Task to complete: What lines in the entries below contain the word "impl"? Copy all of them.

[Stored data]
//! Task domain model.
//!
//! # Responsibility
//! - Define the checklist entry record rendered by the plugin view.
//! - Own the ordinal mapping used by persisted state for enum fields.
//!
//! # Invariants
//! - `id` is assigned once by the owning model and never mutated.
//! - Enum ordinals are part of the persisted format; do not reorder variants.

use serde::{Deserialize, Serialize};

/// Identifier unique within one task list model lifetime.
pub type TaskId = u32;

/// Urgency marker for one task.
#[derive(
    Debug, Clone, Copy, Default, PartialEq, Eq, PartialOrd, Ord, Hash, Serialize, Deserialize,
)]
#[serde(rename_all = "snake_case")]
pub enum Priority {
    #[default]
    None,
    Low,
    Medium,
    High,
}

impl Priority {
    /// Every priority in persisted ordinal order.
    pub const ALL: [Priority; 4] = [Self::None, Self::Low, Self::Medium, Self::High];

    /// Persisted integer value.
    pub fn ordinal(self) -> i64 {
        match self {
            Self::None => 0,
            Self::Low => 1,
            Self::Medium => 2,
            Self::High => 3,
        }
    }

    /// Maps a persisted integer back to a priority.
    ///
    /// Returns `None` for values outside `0..=3`.
    pub fn from_ordinal(value: i64) -> Option<Self> {
        match value {
            0 => Some(Self::None),
            1 => Some(Self::Low),
            2 => Some(Self::Medium),
            3 => Some(Self::High),
            _ => None,
        }
    }

    /// Stable display name.
    pub fn as_str(self) -> &'static str {
        match self {
            Self::None => "None",
            Self::Low => "Low",
            Self::Medium => "Medium",
            Self::High => "High",
        }
    }
}

/// Production stage a task belongs to.
#[derive(
    Debug, Clone, Copy, Default, PartialEq, Eq, PartialOrd, Ord, Hash, Serialize, Deserialize,
)]
#[serde(rename_all = "snake_case")]
pub enum Category {
    #[default]
    General,
    Mix,
    Master,
    Record,
    Release,
}

impl Category {
    /// Every category in persisted ordinal order.
    pub const ALL: [Category; 5] = [
        Self::General,
        Self::Mix,
        Self::Master,
        Self::Record,
        Self::Release,
    ];

    /// Persisted integer value.
    pub fn ordinal(self) -> i64 {
        match self {
            Self::General => 0,
            Self::Mix => 1,
            Self::Master => 2,
            Self::Record => 3,
            Self::Release => 4,
        }
    }

    /// Maps a persisted integer back to a category.
    ///
    /// Returns `None` for values outside `0..=4`.
    pub fn from_ordinal(value: i64) -> Option<Self> {
        match value {
            0 => Some(Self::General),
            1 => Some(Self::Mix),
            2 => Some(Self::Master),
            3 => Some(Self::Record),
            4 => Some(Self::Release),
            _ => None,
        }
    }

    /// Stable display name.
    pub fn as_str(self) -> &'static str {
        match self {
            Self::General => "General",
            Self::Mix => "Mix",
            Self::Master => "Master",
            Self::Record => "Record",
            Self::Release => "Release",
        }
    }

    /// Short bracketed tag shown next to task rows.
    pub fn symbol(self) -> &'static str {
        match self {
            Self::General => "[G]",
            Self::Mix => "[M]",
            Self::Master => "[MS]",
            Self::Record => "[R]",
            Self::Release => "[RL]",
        }
    }
}

/// One checklist entry.
#[derive(Debug, Clone, PartialEq, Eq, Serialize, Deserialize)]
pub struct Task {
    pub id: TaskId,
    pub text: String,
    pub completed: bool,
    pub priority: Priority,
    pub category: Category,
}

impl Task {
    /// Creates an open task with default priority and category.
    ///
    /// Text is stored as given; trimming is the caller's concern.
    pub fn new(id: TaskId, text: impl Into<String>) -> Self {
        Self {
            id,
            text: text.into(),
            completed: false,
            priority: Priority::None,
            category: Category::General,
        }
    }
}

Answer section:
impl Priority {
impl Category {
impl Task {
    pub fn new(id: TaskId, text: impl Into<String>) -> Self {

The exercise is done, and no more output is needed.